The article presents an overview of approaches from the intersection of two fields: Semantic Web and Human Computation. It analyses the approaches dealing with two questions: 1) how HC influences the SW, 2) how the SW influences HC. The problem itself is very interesting and emerging for both of the fields. The survey has a potential to be a good introduction to the intersection of those areas, and it is very relevant the Special Issue.

The authors provide a good motivation and background information to the problem in Section 1 and 2. The list of the approaches leveraging HC for the SW is comprehensive, and they are classified in multiple dimensions (task, genre, genome, etc.) in Sections 3 and 4. Following, the authors compare five of the systems in a more detailed way in Section 5. Section 6 aims to present the Semantic Web approaches facilitating Human Computation; this a bit vague, and should be extended. In Section 7, the authors attempt to highlight the prospective challenges and the research questions.

While I believe the article can provide a very good introductory text for new researchers at the intersection of the two fields, there is still a lot of work to be done (details below) for this paper to be ready for publication. Overall, the article is well structures at the top level, with some pitfalls at the lower levels (some sections are very short; details below). It is also very hard to digest, the sentences are quite long, and it is hard to follow the idea, so readability and clarity should be improved. There are many missing references, statements and assumptions without any support like a reference or an example (details below). In addition, there are assumptions made about the background of the reader that need be addressed; the reader is expected to know the surveyed approaches (details below). Moreover, some editorial work is also needed, as there are typos, capitalization of names issues, naming inconsistency (details below). The list of references has also a lot of incorrect characters. From my point of view, a major revision is required.

To improve the article, the authors can follow the detailed comments mentioned below, as well as work on similar issues throughout the article, due to the repetitiveness of many pitfalls I did not enlist all of them them here.
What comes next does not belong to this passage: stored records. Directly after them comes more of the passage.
use crate::entities::relocation::{PostBuildStep, RelocationError, RelocationPlan, RelocationRequest};
use crate::system::platform::{BuildConfigurationKind, TargetPlatform};
use std::path::{Component, Path, PathBuf};

const PROGRAMS_DIR: &str = "Programs";
const SOURCE_DIR: &str = "Source";
const ENGINE_DIR: &str = "Engine";
const BINARIES_DIR: &str = "Binaries";

/// Binary name for a build. Non-default configurations are disambiguated
/// with the platform and configuration.
pub fn output_name(
    module_name: &str,
    platform: TargetPlatform,
    configuration: BuildConfigurationKind,
) -> String {
    if configuration == BuildConfigurationKind::Development {
        module_name.to_string()
    } else {
        format!("{}-{}-{}", module_name, platform, configuration)
    }
}

/// Nearest directory at or above `start` named `name` (ASCII case-insensitive).
pub fn find_ancestor(start: &Path, name: &str) -> Result<PathBuf, RelocationError> {
    start
        .ancestors()
        .find(|dir| {
            dir.file_name()
                .and_then(|n| n.to_str())
                .is_some_and(|n| n.eq_ignore_ascii_case(name))
        })
        .map(Path::to_path_buf)
        .ok_or_else(|| RelocationError::DirectoryNotFound {
            name: name.to_string(),
            from: start.to_path_buf(),
        })
}

/// Resolve `.` and `..` without touching the filesystem.
pub fn normalize_lexically(path: &Path) -> PathBuf {
    let mut normalized = PathBuf::new();
    for component in path.components() {
        match component {
            Component::CurDir => {}
            Component::ParentDir => match normalized.components().next_back() {
                Some(Component::Normal(_)) => {
                    normalized.pop();
                }
                Some(Component::RootDir) | Some(Component::Prefix(_)) => {}
                _ => normalized.push(".."),
            },
            other => normalized.push(other.as_os_str()),
        }
    }
    normalized
}

/// Work out where the linker writes the plug-in, where Maya expects it, and
/// the post-build steps that move it there.
///
/// The `Programs` → `Source` → `Engine` ancestor chain must exist above the
/// start directory; without it the plan is meaningless and the error is fatal.
pub fn compute_output_relocation(
    request: &RelocationRequest,
) -> Result<RelocationPlan, RelocationError> {
    let output_name = output_name(&request.module_name, request.platform, request.configuration);

    let start = normalize_lexically(&request.start_dir);
    let programs_dir = find_ancestor(&start, PROGRAMS_DIR)?;
    let source_dir = find_ancestor(&programs_dir, SOURCE_DIR)?;
    let engine_dir = find_ancestor(&source_dir, ENGINE_DIR)?;

    let platform_dir = request.platform.to_string();
    let engine_binaries_dir = engine_dir.join(BINARIES_DIR).join(&platform_dir);
    let default_output_dir = source_dir
        .parent()
        .unwrap_or(&source_dir)
        .join(BINARIES_DIR)
        .join(&platform_dir);

    let binaries_sub_folder = pathdiff::diff_paths(&default_output_dir, &engine_binaries_dir)
        .ok_or_else(|| RelocationError::NoRelativePath {
            target: default_output_dir.clone(),
            base: engine_binaries_dir.clone(),
        })?;
    let link_output_dir = normalize_lexically(&engine_binaries_dir.join(&binaries_sub_folder));

    let staging_dir = default_output_dir
        .join(&request.staging_sub_folder)
        .join(request.version.as_str());

    let library_file = format!("{}.{}", output_name, request.platform.library_extension());
    let plugin_file = format!("{}.{}", output_name, request.platform.plugin_extension());

    let steps = vec![
        PostBuildStep::CopyMatching {
            source_dir: link_output_dir.clone(),
            base_name: output_name.clone(),
            destination_dir: staging_dir.clone(),
        },
        PostBuildStep::CopyRename {
            from: staging_dir.join(&library_file),
            to: staging_dir.join(&plugin_file),
        },
    ];

    Ok(RelocationPlan {
        primary_artifact: link_output_dir.join(&library_file),
        plugin_artifact: staging_dir.join(&plugin_file),
        output_name,
        programs_dir,
        source_dir,
        engine_dir,
        engine_binaries_dir,
        default_output_dir,
        binaries_sub_folder,
        link_output_dir,
        staging_dir,
        steps,
    })
}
The authors could also try to make the style lighter, so that an early PhD student does not get discouraged reading the survey.

Strong points:
S1) Has a big potential to become a good introductory text to get started on the covered topic.
S2) The survey appears to be quite comprehensive and suitable for the special issue.
S3) The approaches are classified along multiple dimensions.

Week points:
W1) Very hard to digest, convoluted sentences.
W2) Many missing references and statements without any support.
W3) Very demanding for the reader, it has to know the surveyed approaches to understand the points made by the authors.
W4) Some subsubsections are very short (one sentence, 3-5 lines). Section 6 is vague.
W5) Many typos.

Detailed comments

missing references, statements and assumptions without any support
Section 1.1
- Semantic technologies have been deployed in the context of a wide range of information management tasks, for which machine driven algorithmic techniques aiming at full automation do not reach a level of accuracy and reliability to ensure usable systems.
-- A source (reference) of this information is needed.

- Researchers have started augmenting automatic techniques with human computation capabilities in an effort to solve the inherent problems.
-- A source (reference) of this information is needed. Some examples would make it more credible.

- The challenge for the semantic web community, is to rethink the original semantic web vision, which was largely built on the vision of computers populating the web of machines[10].
-- It is unclear if the SW vision comes from the paper of A. Bernstein [10], or there is a missing reference to the original vision [2] by Tim Berners-Lee, James Hendler, and Ora Lassila.

- The entrance barrier for many semantic applications is said to be high, given the dependence on expertise in knowledge engineering, logics and more. In short, semantic web lacks the sufficient user involvement in various aspects.
-- A source (reference) of this information is needed.

- Semantic web research can be seen as experiencing a shift from increasingly expert driven to one embracing the larger community and the users involved in the semantic content creation process.
-- A source (reference) of this information is needed.

- Two major genres of research may be seen emerging in the last few years, in an attempt to bring human computation methods to the semantic web:
-- A source (reference) of this information is needed.

- While the potential is clearly evident in going about such a synergy, effectively realizing the synergy of semantic web and human compution will bear its own set of challenges.
-- A reference supporting the statement is needed.

Section 1.2
- As the primary focus, we analyze how the semantic web domain has adopted the dimensions of human computation to solve the inherent problems.
-- What kind of “inherent problems”? Reference, explanation, and examples are needed.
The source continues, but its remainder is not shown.